EXERCISE OBJECTIVE: From the line containing "let handlers = listeners" down to the last line of the data, output each line word for word and include nothing else.

DATA LISTING:
..........
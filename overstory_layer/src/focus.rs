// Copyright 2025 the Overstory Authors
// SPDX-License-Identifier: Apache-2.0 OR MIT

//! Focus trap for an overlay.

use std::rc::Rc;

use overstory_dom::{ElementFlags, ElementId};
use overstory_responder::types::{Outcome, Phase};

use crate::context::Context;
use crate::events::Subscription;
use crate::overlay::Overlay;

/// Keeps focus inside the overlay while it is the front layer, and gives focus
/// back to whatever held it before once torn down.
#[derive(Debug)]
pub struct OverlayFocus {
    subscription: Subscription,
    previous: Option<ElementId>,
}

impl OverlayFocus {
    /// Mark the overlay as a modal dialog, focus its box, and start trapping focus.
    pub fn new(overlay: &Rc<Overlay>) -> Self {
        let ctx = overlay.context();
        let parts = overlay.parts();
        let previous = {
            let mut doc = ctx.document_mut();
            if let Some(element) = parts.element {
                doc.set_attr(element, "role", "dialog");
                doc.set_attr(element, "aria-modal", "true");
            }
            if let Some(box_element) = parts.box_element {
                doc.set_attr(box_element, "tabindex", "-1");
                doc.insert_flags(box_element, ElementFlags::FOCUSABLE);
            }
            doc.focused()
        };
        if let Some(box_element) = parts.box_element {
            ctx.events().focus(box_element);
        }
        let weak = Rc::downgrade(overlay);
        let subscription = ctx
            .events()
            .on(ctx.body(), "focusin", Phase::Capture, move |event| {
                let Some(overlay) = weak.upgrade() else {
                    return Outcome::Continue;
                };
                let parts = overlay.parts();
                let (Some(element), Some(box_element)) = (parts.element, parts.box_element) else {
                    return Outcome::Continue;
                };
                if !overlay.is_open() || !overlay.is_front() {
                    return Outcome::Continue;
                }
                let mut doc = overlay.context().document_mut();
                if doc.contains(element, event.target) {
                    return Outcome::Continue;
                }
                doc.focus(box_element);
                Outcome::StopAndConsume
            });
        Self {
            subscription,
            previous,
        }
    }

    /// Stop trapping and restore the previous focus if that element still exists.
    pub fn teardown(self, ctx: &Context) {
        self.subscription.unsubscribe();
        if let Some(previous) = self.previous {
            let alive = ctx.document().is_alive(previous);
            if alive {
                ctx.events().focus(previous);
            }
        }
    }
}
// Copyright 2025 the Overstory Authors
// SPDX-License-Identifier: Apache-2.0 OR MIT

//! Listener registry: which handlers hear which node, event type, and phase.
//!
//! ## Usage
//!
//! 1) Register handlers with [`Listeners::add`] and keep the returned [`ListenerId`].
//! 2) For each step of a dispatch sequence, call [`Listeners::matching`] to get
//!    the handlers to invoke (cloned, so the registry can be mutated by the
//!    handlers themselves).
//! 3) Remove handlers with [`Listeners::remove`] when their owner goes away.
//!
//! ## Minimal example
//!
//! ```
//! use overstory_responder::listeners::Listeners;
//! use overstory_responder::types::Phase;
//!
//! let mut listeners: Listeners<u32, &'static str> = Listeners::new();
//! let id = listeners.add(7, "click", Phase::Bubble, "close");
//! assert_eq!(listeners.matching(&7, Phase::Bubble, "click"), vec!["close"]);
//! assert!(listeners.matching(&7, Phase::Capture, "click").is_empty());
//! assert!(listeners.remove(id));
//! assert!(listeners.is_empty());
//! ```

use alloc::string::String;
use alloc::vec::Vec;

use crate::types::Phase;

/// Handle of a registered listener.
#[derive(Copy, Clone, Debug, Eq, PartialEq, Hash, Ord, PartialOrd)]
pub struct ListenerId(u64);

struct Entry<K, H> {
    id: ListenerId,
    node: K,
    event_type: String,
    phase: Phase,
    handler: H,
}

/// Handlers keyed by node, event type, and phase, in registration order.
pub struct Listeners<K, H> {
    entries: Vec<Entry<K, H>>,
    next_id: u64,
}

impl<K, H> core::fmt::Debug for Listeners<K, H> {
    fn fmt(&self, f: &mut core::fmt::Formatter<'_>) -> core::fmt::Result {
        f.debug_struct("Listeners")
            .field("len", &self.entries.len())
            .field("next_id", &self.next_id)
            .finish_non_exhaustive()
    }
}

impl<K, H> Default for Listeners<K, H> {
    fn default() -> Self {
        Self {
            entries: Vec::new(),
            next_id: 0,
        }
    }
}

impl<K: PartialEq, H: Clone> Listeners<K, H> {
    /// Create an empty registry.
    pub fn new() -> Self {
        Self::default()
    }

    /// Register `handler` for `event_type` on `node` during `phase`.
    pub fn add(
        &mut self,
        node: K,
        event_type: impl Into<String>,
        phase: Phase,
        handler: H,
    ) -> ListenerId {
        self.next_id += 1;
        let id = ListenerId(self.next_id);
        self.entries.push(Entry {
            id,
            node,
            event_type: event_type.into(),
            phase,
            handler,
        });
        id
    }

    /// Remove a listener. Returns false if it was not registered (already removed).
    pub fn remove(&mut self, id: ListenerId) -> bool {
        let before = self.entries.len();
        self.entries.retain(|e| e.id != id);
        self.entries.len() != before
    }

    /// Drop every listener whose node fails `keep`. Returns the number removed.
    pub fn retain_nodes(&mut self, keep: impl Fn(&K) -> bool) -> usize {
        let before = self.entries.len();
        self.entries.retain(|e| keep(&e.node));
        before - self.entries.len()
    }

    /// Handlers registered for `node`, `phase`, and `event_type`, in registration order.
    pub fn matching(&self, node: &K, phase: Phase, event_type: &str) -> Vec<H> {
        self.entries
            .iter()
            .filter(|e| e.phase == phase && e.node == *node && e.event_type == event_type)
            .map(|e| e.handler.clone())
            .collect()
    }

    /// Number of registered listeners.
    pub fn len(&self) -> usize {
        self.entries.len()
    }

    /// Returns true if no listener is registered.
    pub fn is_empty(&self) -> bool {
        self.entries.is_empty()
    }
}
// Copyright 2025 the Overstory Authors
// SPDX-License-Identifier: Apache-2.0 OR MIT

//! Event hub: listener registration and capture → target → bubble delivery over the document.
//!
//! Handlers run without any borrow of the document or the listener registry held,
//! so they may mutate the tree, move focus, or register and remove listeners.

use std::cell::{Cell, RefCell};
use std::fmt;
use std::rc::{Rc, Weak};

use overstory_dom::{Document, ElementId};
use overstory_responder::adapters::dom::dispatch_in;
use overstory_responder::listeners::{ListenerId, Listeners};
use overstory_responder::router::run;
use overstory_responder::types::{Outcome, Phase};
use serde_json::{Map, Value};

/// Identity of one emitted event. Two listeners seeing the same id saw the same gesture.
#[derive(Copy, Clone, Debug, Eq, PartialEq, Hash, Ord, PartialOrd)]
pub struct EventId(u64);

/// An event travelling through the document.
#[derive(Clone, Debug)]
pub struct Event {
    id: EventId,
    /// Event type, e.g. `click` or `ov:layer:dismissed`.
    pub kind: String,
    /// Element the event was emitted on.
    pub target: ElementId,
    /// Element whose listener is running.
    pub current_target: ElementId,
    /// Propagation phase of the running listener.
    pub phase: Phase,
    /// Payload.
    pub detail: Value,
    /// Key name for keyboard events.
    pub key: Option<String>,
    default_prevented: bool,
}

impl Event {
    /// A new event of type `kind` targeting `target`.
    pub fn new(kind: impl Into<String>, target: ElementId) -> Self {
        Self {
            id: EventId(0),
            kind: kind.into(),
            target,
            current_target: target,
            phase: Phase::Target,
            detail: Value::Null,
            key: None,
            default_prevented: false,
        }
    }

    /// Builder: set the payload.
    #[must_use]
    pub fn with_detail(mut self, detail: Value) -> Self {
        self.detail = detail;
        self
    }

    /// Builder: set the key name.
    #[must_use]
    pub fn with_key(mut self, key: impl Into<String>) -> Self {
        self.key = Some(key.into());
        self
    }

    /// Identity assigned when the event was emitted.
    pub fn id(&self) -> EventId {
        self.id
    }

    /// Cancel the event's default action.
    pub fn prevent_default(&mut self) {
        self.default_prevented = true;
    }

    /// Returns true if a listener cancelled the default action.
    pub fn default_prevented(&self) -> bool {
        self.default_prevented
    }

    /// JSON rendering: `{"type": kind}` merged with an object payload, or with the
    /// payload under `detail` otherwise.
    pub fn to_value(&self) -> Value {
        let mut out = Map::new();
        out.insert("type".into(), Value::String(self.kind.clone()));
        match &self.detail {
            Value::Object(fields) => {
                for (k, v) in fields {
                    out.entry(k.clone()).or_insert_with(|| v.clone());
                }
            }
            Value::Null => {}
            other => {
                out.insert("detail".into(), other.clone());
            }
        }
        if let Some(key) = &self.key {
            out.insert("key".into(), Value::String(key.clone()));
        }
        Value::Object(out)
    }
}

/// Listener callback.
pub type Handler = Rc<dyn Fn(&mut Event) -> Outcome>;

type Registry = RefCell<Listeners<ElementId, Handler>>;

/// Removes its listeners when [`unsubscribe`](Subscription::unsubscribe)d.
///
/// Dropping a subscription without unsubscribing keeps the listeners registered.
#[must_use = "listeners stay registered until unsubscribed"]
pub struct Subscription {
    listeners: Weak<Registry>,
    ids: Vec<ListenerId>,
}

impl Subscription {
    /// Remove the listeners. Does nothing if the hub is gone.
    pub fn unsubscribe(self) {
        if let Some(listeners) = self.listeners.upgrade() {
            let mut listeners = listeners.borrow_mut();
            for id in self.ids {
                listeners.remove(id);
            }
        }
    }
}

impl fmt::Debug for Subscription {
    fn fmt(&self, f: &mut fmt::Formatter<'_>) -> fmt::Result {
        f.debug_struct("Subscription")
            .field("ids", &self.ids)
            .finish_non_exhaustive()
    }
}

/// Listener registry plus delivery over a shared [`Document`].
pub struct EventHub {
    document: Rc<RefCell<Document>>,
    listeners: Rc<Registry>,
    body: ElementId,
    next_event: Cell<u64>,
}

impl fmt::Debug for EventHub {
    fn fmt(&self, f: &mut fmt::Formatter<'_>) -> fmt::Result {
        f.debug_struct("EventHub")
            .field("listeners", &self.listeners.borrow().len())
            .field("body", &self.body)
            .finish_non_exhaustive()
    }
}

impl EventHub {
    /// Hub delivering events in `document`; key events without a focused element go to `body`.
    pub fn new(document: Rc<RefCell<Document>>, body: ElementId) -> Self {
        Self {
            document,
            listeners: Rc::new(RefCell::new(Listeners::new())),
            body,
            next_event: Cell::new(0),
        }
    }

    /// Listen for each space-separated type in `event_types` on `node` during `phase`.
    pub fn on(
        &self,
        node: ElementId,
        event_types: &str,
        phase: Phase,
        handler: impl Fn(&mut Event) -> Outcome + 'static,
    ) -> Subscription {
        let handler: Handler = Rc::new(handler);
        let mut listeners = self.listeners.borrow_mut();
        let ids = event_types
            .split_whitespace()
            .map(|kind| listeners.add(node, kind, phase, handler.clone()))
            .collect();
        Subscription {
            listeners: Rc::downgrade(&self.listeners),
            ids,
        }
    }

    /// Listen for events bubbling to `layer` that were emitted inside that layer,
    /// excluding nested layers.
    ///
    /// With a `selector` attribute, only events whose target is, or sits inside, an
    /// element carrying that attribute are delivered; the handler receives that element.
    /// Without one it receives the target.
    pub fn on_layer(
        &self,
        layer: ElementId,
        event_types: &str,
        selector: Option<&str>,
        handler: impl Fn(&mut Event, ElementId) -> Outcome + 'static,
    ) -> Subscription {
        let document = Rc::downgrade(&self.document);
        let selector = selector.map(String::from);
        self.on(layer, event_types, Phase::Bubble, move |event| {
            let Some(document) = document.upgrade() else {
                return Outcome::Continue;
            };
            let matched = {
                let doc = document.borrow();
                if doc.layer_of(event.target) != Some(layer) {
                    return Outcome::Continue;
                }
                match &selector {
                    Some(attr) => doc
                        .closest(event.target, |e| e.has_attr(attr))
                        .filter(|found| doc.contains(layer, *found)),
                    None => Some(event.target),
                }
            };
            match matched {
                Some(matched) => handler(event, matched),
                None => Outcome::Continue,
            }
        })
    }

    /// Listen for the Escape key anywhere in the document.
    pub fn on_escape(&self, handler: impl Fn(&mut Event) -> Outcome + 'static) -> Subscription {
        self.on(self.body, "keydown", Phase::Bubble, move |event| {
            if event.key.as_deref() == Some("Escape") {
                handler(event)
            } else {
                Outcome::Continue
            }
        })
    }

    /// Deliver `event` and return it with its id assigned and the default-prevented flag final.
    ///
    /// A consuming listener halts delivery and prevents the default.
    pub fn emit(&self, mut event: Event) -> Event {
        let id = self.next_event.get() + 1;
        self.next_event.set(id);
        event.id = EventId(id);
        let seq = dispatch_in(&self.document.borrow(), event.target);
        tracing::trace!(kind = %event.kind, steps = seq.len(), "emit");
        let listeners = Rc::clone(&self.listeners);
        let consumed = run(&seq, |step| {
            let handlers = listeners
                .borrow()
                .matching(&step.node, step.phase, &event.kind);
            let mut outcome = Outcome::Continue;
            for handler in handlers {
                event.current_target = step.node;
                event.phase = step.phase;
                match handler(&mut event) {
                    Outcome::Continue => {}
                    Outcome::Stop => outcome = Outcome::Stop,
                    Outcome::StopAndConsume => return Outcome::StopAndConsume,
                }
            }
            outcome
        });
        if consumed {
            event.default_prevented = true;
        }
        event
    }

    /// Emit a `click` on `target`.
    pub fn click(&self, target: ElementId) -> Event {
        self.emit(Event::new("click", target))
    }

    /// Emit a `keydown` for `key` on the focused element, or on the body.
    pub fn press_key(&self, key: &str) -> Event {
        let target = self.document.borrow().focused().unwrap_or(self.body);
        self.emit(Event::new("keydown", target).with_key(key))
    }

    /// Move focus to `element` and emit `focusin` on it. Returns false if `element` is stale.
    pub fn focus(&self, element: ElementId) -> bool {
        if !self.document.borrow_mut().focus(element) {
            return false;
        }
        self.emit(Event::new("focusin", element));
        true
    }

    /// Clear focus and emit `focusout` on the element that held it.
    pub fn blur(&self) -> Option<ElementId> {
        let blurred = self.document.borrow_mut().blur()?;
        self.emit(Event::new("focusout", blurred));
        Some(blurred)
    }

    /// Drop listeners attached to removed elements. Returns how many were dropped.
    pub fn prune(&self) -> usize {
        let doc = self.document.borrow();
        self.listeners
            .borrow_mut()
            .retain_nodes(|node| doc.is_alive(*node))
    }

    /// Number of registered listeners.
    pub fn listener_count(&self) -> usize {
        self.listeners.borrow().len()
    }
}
..........
EXERCISE ANSWER:
            let handlers = listeners
                .borrow()
                .matching(&step.node, step.phase, &event.kind);
            let mut outcome = Outcome::Continue;
            for handler in handlers {
                event.current_target = step.node;
                event.phase = step.phase;
                match handler(&mut event) {
                    Outcome::Continue => {}
                    Outcome::Stop => outcome = Outcome::Stop,
                    Outcome::StopAndConsume => return Outcome::StopAndConsume,
                }
            }
            outcome
        });
        if consumed {
            event.default_prevented = true;
        }
        event
    }

    /// Emit a `click` on `target`.
    pub fn click(&self, target: ElementId) -> Event {
        self.emit(Event::new("click", target))
    }

    /// Emit a `keydown` for `key` on the focused element, or on the body.
    pub fn press_key(&self, key: &str) -> Event {
        let target = self.document.borrow().focused().unwrap_or(self.body);
        self.emit(Event::new("keydown", target).with_key(key))
    }

    /// Move focus to `element` and emit `focusin` on it. Returns false if `element` is stale.
    pub fn focus(&self, element: ElementId) -> bool {
        if !self.document.borrow_mut().focus(element) {
            return false;
        }
        self.emit(Event::new("focusin", element));
        true
    }

    /// Clear focus and emit `focusout` on the element that held it.
    pub fn blur(&self) -> Option<ElementId> {
        let blurred = self.document.borrow_mut().blur()?;
        self.emit(Event::new("focusout", blurred));
        Some(blurred)
    }

    /// Drop listeners attached to removed elements. Returns how many were dropped.
    pub fn prune(&self) -> usize {
        let doc = self.document.borrow();
        self.listeners
            .borrow_mut()
            .retain_nodes(|node| doc.is_alive(*node))
    }

    /// Number of registered listeners.
    pub fn listener_count(&self) -> usize {
        self.listeners.borrow().len()
    }
}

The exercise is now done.